‘Very hopeful’: Folbigg awaits decision
For 20 years Kathleen Folbigg has been branded Australia’s worst female serial killer, but she now stands on the edge of having her name cleared and being released from prison.
An inquiry into her convictions has this week been told there was now widespread reasonable doubt that she killed her four young children, prompting her supporters to call for her immediate release.
Folbigg’s long-time friend Tracy Chapman called on NSW Attorney-General Michael Daley to “do the right thing” and recommend she be granted an immediate pardon.
“You’ve got an innocent woman in prison,” Ms Chapman said on Thursday afternoon following the conclusion of the long-running inquiry.
“She doesn’t belong there. Let her come home to me now.”
Her solicitor Rhanee Rego said Folbigg “was cautious but feels very hopeful.”
“I think you could properly describe (her) as cautiously optimistic given the nature of the long-standing history of her case,” Ms Rego told ABC’s 7.30.
In a red letter day for Folbigg’s supporters, barrister Dean Jordan, representing the Director of Public Prosecutions, said during his closing submissions to the inquiry that fresh scientific evidence meant that reasonable doubt now existed.
“The director now accepts that on the evidence now available, it is open for Your Honour to conclude that there is reasonable doubt as to the guilt of Ms Folbigg in relation to the offences for which she was previously convicted arising from the deaths of her children,” Mr Jordan said.
It comes after counsel assisting the inquiry, Sophie Callan SC, also said reasonable doubt existed that Folbigg had murdered her children Patrick, Sarah and Laura and was responsible for the manslaughter of her son Caleb.

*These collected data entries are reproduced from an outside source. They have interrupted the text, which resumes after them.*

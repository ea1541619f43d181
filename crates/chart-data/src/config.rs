// File: crates/chart-data/src/config.rs
// Summary: Plain-value configuration consumed by the data layer, validated eagerly.

use std::time::Duration;

use crate::error::ConfigError;

/// Which edge the chart scrolls to when it first receives data.
#[derive(Clone, Copy, Debug, Default, PartialEq, Eq)]
pub enum InitialScroll {
    #[default]
    Start,
    End,
}

#[derive(Clone, Copy, Debug, PartialEq)]
pub struct AnimationConfig {
    pub enabled: bool,
    pub duration_ms: u64,
}

impl Default for AnimationConfig {
    fn default() -> Self {
        Self {
            enabled: true,
            duration_ms: 500,
        }
    }
}

impl AnimationConfig {
    pub fn duration(&self) -> Duration {
        Duration::from_millis(self.duration_ms)
    }

    /// Effectively animated: enabled and with a non-zero duration.
    pub fn is_animated(&self) -> bool {
        self.enabled && self.duration_ms > 0
    }
}

/// Top-level configuration surface. Loaded and deserialized externally;
/// validated here before anything consumes it.
#[derive(Clone, Copy, Debug, PartialEq)]
pub struct ChartConfig {
    pub animation: AnimationConfig,
    pub initial_scroll: InitialScroll,
    pub min_zoom: f32,
    pub max_zoom: f32,
}

impl Default for ChartConfig {
    fn default() -> Self {
        Self {
            animation: AnimationConfig::default(),
            initial_scroll: InitialScroll::default(),
            min_zoom: 0.1,
            max_zoom: 10.0,
        }
    }
}

impl ChartConfig {
    /// Reject invariant violations up front instead of clamping them away
    /// later.
    pub fn validate(&self) -> Result<(), ConfigError> {
        if !(self.min_zoom > 0.0) {
            return Err(ConfigError::NonPositiveZoom(self.min_zoom));
        }
        if self.max_zoom < self.min_zoom {
            return Err(ConfigError::ZoomRangeInverted {
                min: self.min_zoom,
                max: self.max_zoom,
            });
        }
        Ok(())
    }

    pub fn clamp_zoom(&self, factor: f32) -> f32 {
        factor.clamp(self.min_zoom, self.max_zoom)
    }
}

On Thursday, former Supreme Court justice Tom Bathurst KC, who is overseeing the inquiry, noted that “a significant body of evidence” now suggested that the Folbigg children died of natural causes.
Following the end of the inquiry on Thursday, Mr Bathurst will hand down his report at a later date.
If he finds that there is a reasonable doubt about Folbigg’s guilt, he can refer the matter to the Court of Criminal Appeal, where her convictions could be quashed.
He also has the power to recommend to the Governor that she issue an immediate pardon.
While the timetable remains unclear, outside the inquiry on Thursday afternoon, Ms Rego said that in light of the day’s developments “she should be freed today”.
“In the next few hours – and Mr Daley has the power to do that,” Ms Rego said.
“The Attorney-General has the power to at any time recommend a pardon to the Governor, and we call on him to do that immediately.”
Asked whether the government would issue Folbigg with a pardon, Premier Chris Minns on Thursday said: “I’m not going to prejudge the inquiry or the inquiry’s recommendations.
“It’s important they take place outside of the political conversation.
Folbigg was in 2003 jailed for 30 years for the murder of Patrick (eight months), Laura (10 months) and Sarah (19 months) as well as the manslaughter of her eldest son Caleb (19 days).
However, the inquiry has raised doubts as to whether the children were killed and instead died due to natural causes.
Throughout three criminal trials and an initial judicial inquiry in 2019, Folbigg has said that she did not kill her four children, who all died between 1989 and 1999.
Over the last 20 years, she has maintained her innocence and is fighting to be freed.
A second inquiry was last year called following lobbying from the scientific community after the discovery of fresh genetic evidence.
A string of experts has given evidence about a genetic mutation - known as CALM2 G114R - and said it could have resulted in the deaths of Laura and Sarah.
New expert medical evidence published in March 2021 showed that Sarah and Laura Folbigg carried the CALM2 genetic mutation, which can cause cardiac problems, irregular heartbeats and lead to sudden death.
Ms Callan also said that Patrick’s sudden death may have been caused by an epilepsy.
Mr Jordan told the court on Thursday that the evidence about the CALM variant had only emerged over the last several years.
“That evidence from eminent expert witnesses, in relation to the CALM2 genetic variant is only now available as a result of this inquiry,” Mr Jordan said.
Mr Jordan described the evidence as “a critical and new development” and “beyond contemplation” of what was available in 2003 when Folbigg was convicted and jailed.
“What we now know about this rare genetic variant fundamentally changes our understanding of the circumstances leading to the deaths of Sarah and Laura Folbigg,” Mr Jordan said.